(Stored data entries)
**********
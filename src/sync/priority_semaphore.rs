//! Counting semaphore with strict-priority admission
//!
//! A request at priority `p` is never granted while a request at a strictly
//! higher priority (lower number) is pending. Priority 0 is the highest.
//! Requests at the same level are not ordered among themselves.

use std::sync::{Condvar, Mutex, MutexGuard, PoisonError};
use std::time::{Duration, Instant};

#[derive(Debug)]
struct SemState {
    count: u64,
    /// Blocked requests per priority level
    pending: Vec<u64>,
}

impl SemState {
    /// A woken waiter has not yet left `pending[p]`, so only levels strictly
    /// above `p` are consulted.
    fn can_take(&self, units: u64, priority: usize) -> bool {
        self.pending[..priority].iter().all(|&n| n == 0) && self.count >= units
    }
}

/// Priority-ordered counting semaphore
#[derive(Debug)]
pub struct PrioritySemaphore {
    state: Mutex<SemState>,
    /// One wait queue per priority level
    queues: Vec<Condvar>,
}

impl PrioritySemaphore {
    /// Create a semaphore with `levels` priority levels and `initial` units
    pub fn new(levels: usize, initial: u64) -> Self {
        let levels = levels.max(1);
        PrioritySemaphore {
            state: Mutex::new(SemState {
                count: initial,
                pending: vec![0; levels],
            }),
            queues: (0..levels).map(|_| Condvar::new()).collect(),
        }
    }

    pub fn levels(&self) -> usize {
        self.queues.len()
    }

    /// Units currently available
    pub fn available(&self) -> u64 {
        self.lock().count
    }

    /// Number of blocked requests at `priority`
    pub fn pending_at(&self, priority: usize) -> u64 {
        let priority = self.clamp(priority);
        self.lock().pending[priority]
    }

    /// Credit `units` and wake the highest priority level with pending waiters
    pub fn post(&self, units: u64) {
        let mut state = self.lock();
        state.count += units;
        if let Some(level) = state.pending.iter().position(|&n| n > 0) {
            tracing::trace!(units, level, count = state.count, "Waking priority level");
            self.queues[level].notify_all();
        }
    }

    /// Block until `units` are available and no higher-priority request is
    /// pending, then debit them
    pub fn wait(&self, units: u64, priority: usize) {
        let priority = self.clamp(priority);
        let mut state = self.lock();
        if !state.can_take(units, priority) {
            state.pending[priority] += 1;
            while !state.can_take(units, priority) {
                state = self.queues[priority]
                    .wait(state)
                    .unwrap_or_else(PoisonError::into_inner);
            }
            state.pending[priority] -= 1;
        }
        state.count -= units;
        self.wake_next(&state);
    }

    /// Like [`wait`](Self::wait) but gives up after `timeout`.
    ///
    /// Returns `true` if the units were debited.
    pub fn wait_timeout(&self, units: u64, priority: usize, timeout: Duration) -> bool {
        let priority = self.clamp(priority);
        let deadline = Instant::now() + timeout;
        let mut state = self.lock();
        if !state.can_take(units, priority) {
            state.pending[priority] += 1;
            while !state.can_take(units, priority) {
                let now = Instant::now();
                if now >= deadline {
                    state.pending[priority] -= 1;
                    // Lower levels may have been held back by this request
                    self.wake_next(&state);
                    return false;
                }
                state = self.queues[priority]
                    .wait_timeout(state, deadline - now)
                    .unwrap_or_else(PoisonError::into_inner)
                    .0;
            }
            state.pending[priority] -= 1;
        }
        state.count -= units;
        self.wake_next(&state);
        true
    }

    /// Take `units` only if that is possible right now. Never registers as
    /// pending, but still yields to pending higher-priority requests.
    pub fn try_wait(&self, units: u64, priority: usize) -> bool {
        let priority = self.clamp(priority);
        let mut state = self.lock();
        if state.can_take(units, priority) {
            state.count -= units;
            true
        } else {
            false
        }
    }

    /// Blocking acquire returning a guard that posts the units back on drop
    pub fn acquire(&self, units: u64, priority: usize) -> PermitGuard<'_> {
        self.wait(units, priority);
        PermitGuard { sem: self, units }
    }

    /// Units left over after a grant may satisfy the next pending level
    fn wake_next(&self, state: &SemState) {
        if state.count == 0 {
            return;
        }
        if let Some(level) = state.pending.iter().position(|&n| n > 0) {
            self.queues[level].notify_all();
        }
    }

    fn clamp(&self, priority: usize) -> usize {
        let max = self.queues.len() - 1;
        if priority > max {
            tracing::warn!(priority, max, "Priority out of range, clamping to lowest level");
            max
        } else {
            priority
        }
    }

    fn lock(&self) -> MutexGuard<'_, SemState> {
        self.state.lock().unwrap_or_else(PoisonError::into_inner)
    }
}

/// Units held from a [`PrioritySemaphore`], returned on drop
#[derive(Debug)]
pub struct PermitGuard<'a> {
    sem: &'a PrioritySemaphore,
    units: u64,
}

impl PermitGuard<'_> {
    pub fn units(&self) -> u64 {
        self.units
    }
}

impl Drop for PermitGuard<'_> {
    fn drop(&mut self) {
        self.sem.post(self.units);
    }
}
//! Device registry: resolves a [`DeviceSpec`] to a real device handle

use super::{DeviceCapabilities, DeviceSpec, DeviceType};
use crate::error::{DevmuxError, DevmuxResult};
use std::collections::BTreeMap;
use std::fmt;
use std::sync::Arc;

/// A real compute device the host runtime owns
pub trait ComputeDevice: Send + Sync + fmt::Debug {
    fn spec(&self) -> DeviceSpec;

    /// Name used for kernel placement checks
    fn name(&self) -> String {
        self.spec().to_string()
    }

    fn capabilities(&self) -> DeviceCapabilities {
        self.spec().device_type.capabilities()
    }
}

/// Lookup service over the devices available to this process
pub trait DeviceRegistry: Send + Sync {
    fn lookup(&self, spec: &DeviceSpec) -> Option<Arc<dyn ComputeDevice>>;

    /// All devices, in no particular order
    fn devices(&self) -> Vec<DeviceSpec>;

    /// Devices of one type, sorted by ordinal
    fn devices_of_type(&self, device_type: DeviceType) -> Vec<DeviceSpec> {
        let mut specs: Vec<_> = self
            .devices()
            .into_iter()
            .filter(|spec| spec.device_type == device_type)
            .collect();
        specs.sort();
        specs
    }
}

/// A resolved device. Cached per task so a kernel never silently moves.
#[derive(Debug, Clone)]
pub struct DeviceItem {
    pub device: Arc<dyn ComputeDevice>,
}

impl DeviceItem {
    pub fn spec(&self) -> DeviceSpec {
        self.device.spec()
    }

    pub fn name(&self) -> String {
        self.device.name()
    }

    /// Resolve through a registry, turning a miss into `DeviceUnavailable`
    pub fn resolve(registry: &dyn DeviceRegistry, spec: &DeviceSpec) -> DevmuxResult<Self> {
        registry
            .lookup(spec)
            .map(|device| DeviceItem { device })
            .ok_or_else(|| DevmuxError::DeviceUnavailable(spec.to_string()))
    }
}

/// Plain device handle identified only by its spec
#[derive(Debug, Clone)]
pub struct SimDevice {
    spec: DeviceSpec,
}

impl SimDevice {
    pub fn new(spec: DeviceSpec) -> Self {
        SimDevice { spec }
    }
}

impl ComputeDevice for SimDevice {
    fn spec(&self) -> DeviceSpec {
        self.spec
    }
}

/// Registry over a fixed device set, built once at startup
#[derive(Debug, Default, Clone)]
pub struct StaticDeviceRegistry {
    devices: BTreeMap<DeviceSpec, Arc<dyn ComputeDevice>>,
}

impl StaticDeviceRegistry {
    pub fn new() -> Self {
        Self::default()
    }

    /// One CPU plus `num_gpus` GPUs, all [`SimDevice`]s
    pub fn with_host_and_gpus(num_gpus: u32) -> Self {
        let mut registry = StaticDeviceRegistry::new();
        registry.register(Arc::new(SimDevice::new(DeviceSpec::cpu(0))));
        for id in 0..num_gpus {
            registry.register(Arc::new(SimDevice::new(DeviceSpec::gpu(id))));
        }
        registry
    }

    pub fn register(&mut self, device: Arc<dyn ComputeDevice>) {
        self.devices.insert(device.spec(), device);
    }

    pub fn len(&self) -> usize {
        self.devices.len()
    }

    pub fn is_empty(&self) -> bool {
        self.devices.is_empty()
    }
}

impl DeviceRegistry for StaticDeviceRegistry {
    fn lookup(&self, spec: &DeviceSpec) -> Option<Arc<dyn ComputeDevice>> {
        self.devices.get(spec).cloned()
    }

    fn devices(&self) -> Vec<DeviceSpec> {
        self.devices.keys().copied().collect()
    }
}
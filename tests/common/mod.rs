//! Shared fixtures for integration tests
//!
//! [`FakeOp`] stands in for a real kernel: it records where it ran and
//! completes according to its [`Behavior`].

#![allow(dead_code)]

use devmux::device::StaticDeviceRegistry;
use devmux::task::{GraphId, NodeId, OutputSpec};
use devmux::{
    Completion, DeviceSpec, DeviceType, Dispatcher, ExecConfig, ExecStatus, ExecutionContext,
    JobId, NodeKey, Operation, RetryConfig,
};
use once_cell::sync::Lazy;
use std::sync::atomic::{AtomicU32, Ordering};
use std::sync::{Arc, Mutex};
use std::time::Duration;

pub use serial_test::serial;

static LOGGING: Lazy<()> = Lazy::new(devmux::logging::init_logging_default);

pub fn init_logging() {
    Lazy::force(&LOGGING);
}

#[derive(Debug)]
pub enum Behavior {
    Succeed,
    /// Complete from another thread after a short sleep
    SucceedLater(Duration),
    /// Report running out of memory this many times, then succeed
    ExhaustTimes(AtomicU32),
    Fail(String),
    /// Charge this many bytes through the device handle before finishing
    Allocate(u64),
    /// Never call `complete`
    DropCompletion,
}

/// What a [`FakeOp`] saw on one execution
#[derive(Debug, Clone, PartialEq, Eq)]
pub struct Execution {
    pub device: DeviceSpec,
    pub stream: Option<usize>,
    pub attempt: u32,
    pub allocated: Option<bool>,
}

#[derive(Debug)]
pub struct FakeOp {
    pub key: NodeKey,
    pub job: JobId,
    pub bytes: u64,
    pub types: Vec<DeviceType>,
    pub ref_input: bool,
    pub behavior: Behavior,
    pub runs: Mutex<Vec<Execution>>,
}

impl FakeOp {
    pub fn new(graph: u64, node: u32, bytes: u64) -> Self {
        FakeOp {
            key: NodeKey::new(GraphId(graph), NodeId(node)),
            job: JobId(graph),
            bytes,
            types: vec![DeviceType::Cpu, DeviceType::Gpu],
            ref_input: false,
            behavior: Behavior::Succeed,
            runs: Mutex::new(Vec::new()),
        }
    }

    pub fn on(mut self, types: &[DeviceType]) -> Self {
        self.types = types.to_vec();
        self
    }

    pub fn with_behavior(mut self, behavior: Behavior) -> Self {
        self.behavior = behavior;
        self
    }

    pub fn exhausting(self, times: u32) -> Self {
        self.with_behavior(Behavior::ExhaustTimes(AtomicU32::new(times)))
    }

    pub fn with_ref_input(mut self) -> Self {
        self.ref_input = true;
        self
    }

    pub fn runs(&self) -> Vec<Execution> {
        self.runs.lock().unwrap().clone()
    }
}

impl Operation for FakeOp {
    fn key(&self) -> NodeKey {
        self.key
    }

    fn job(&self) -> JobId {
        self.job
    }

    fn op_type(&self) -> &str {
        "Fake"
    }

    fn supported_device_types(&self) -> Vec<DeviceType> {
        self.types.clone()
    }

    fn has_ref_input(&self) -> bool {
        self.ref_input
    }

    fn output_specs(&self) -> Option<Vec<OutputSpec>> {
        Some(vec![OutputSpec::new(&[self.bytes], 1)])
    }

    fn execute(&self, ctx: ExecutionContext, completion: Completion) {
        let mut run = Execution {
            device: ctx.device().spec(),
            stream: ctx.device().stream(),
            attempt: ctx.attempt(),
            allocated: None,
        };
        let status = match &self.behavior {
            Behavior::Succeed => ExecStatus::Ok,
            Behavior::SucceedLater(delay) => {
                let delay = *delay;
                self.runs.lock().unwrap().push(run);
                std::thread::spawn(move || {
                    std::thread::sleep(delay);
                    completion.complete(ExecStatus::Ok);
                });
                return;
            }
            Behavior::ExhaustTimes(left) => {
                let remaining = left.load(Ordering::SeqCst);
                if remaining > 0 {
                    left.store(remaining - 1, Ordering::SeqCst);
                    ExecStatus::ResourceExhausted
                } else {
                    ExecStatus::Ok
                }
            }
            Behavior::Fail(msg) => ExecStatus::Failed(msg.clone()),
            Behavior::Allocate(bytes) => {
                let granted = ctx.device().allocate(*bytes);
                run.allocated = Some(granted);
                if granted {
                    ExecStatus::Ok
                } else {
                    ExecStatus::ResourceExhausted
                }
            }
            Behavior::DropCompletion => {
                self.runs.lock().unwrap().push(run);
                drop(completion);
                return;
            }
        };
        self.runs.lock().unwrap().push(run);
        completion.complete(status);
    }
}

/// Dispatcher over one CPU and `gpus` GPUs with the given memory limits and
/// no admission backoff
pub fn dispatcher(gpus: u32, gpu_memory: u64, cpu_memory: u64) -> Dispatcher {
    init_logging();
    let mut config = ExecConfig::new()
        .with_device_memory(DeviceSpec::cpu(0), cpu_memory)
        .with_retry(RetryConfig::no_retry());
    for id in 0..gpus {
        config = config.with_device_memory(DeviceSpec::gpu(id), gpu_memory);
    }
    dispatcher_with(config, gpus)
}

pub fn dispatcher_with(config: ExecConfig, gpus: u32) -> Dispatcher {
    init_logging();
    Dispatcher::new(config, Arc::new(StaticDeviceRegistry::with_host_and_gpus(gpus)))
        .expect("valid test config")
}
**********
### Work task
Scan the lines above for "std::thread::sleep(delay);" and for "left.store(remaining - 1, Ordering::SeqCst);". Repeat exactly the line holding each of them and every line in between.

### Result of the task
                    std::thread::sleep(delay);
                    completion.complete(ExecStatus::Ok);
                });
                return;
            }
            Behavior::ExhaustTimes(left) => {
                let remaining = left.load(Ordering::SeqCst);
                if remaining > 0 {
                    left.store(remaining - 1, Ordering::SeqCst);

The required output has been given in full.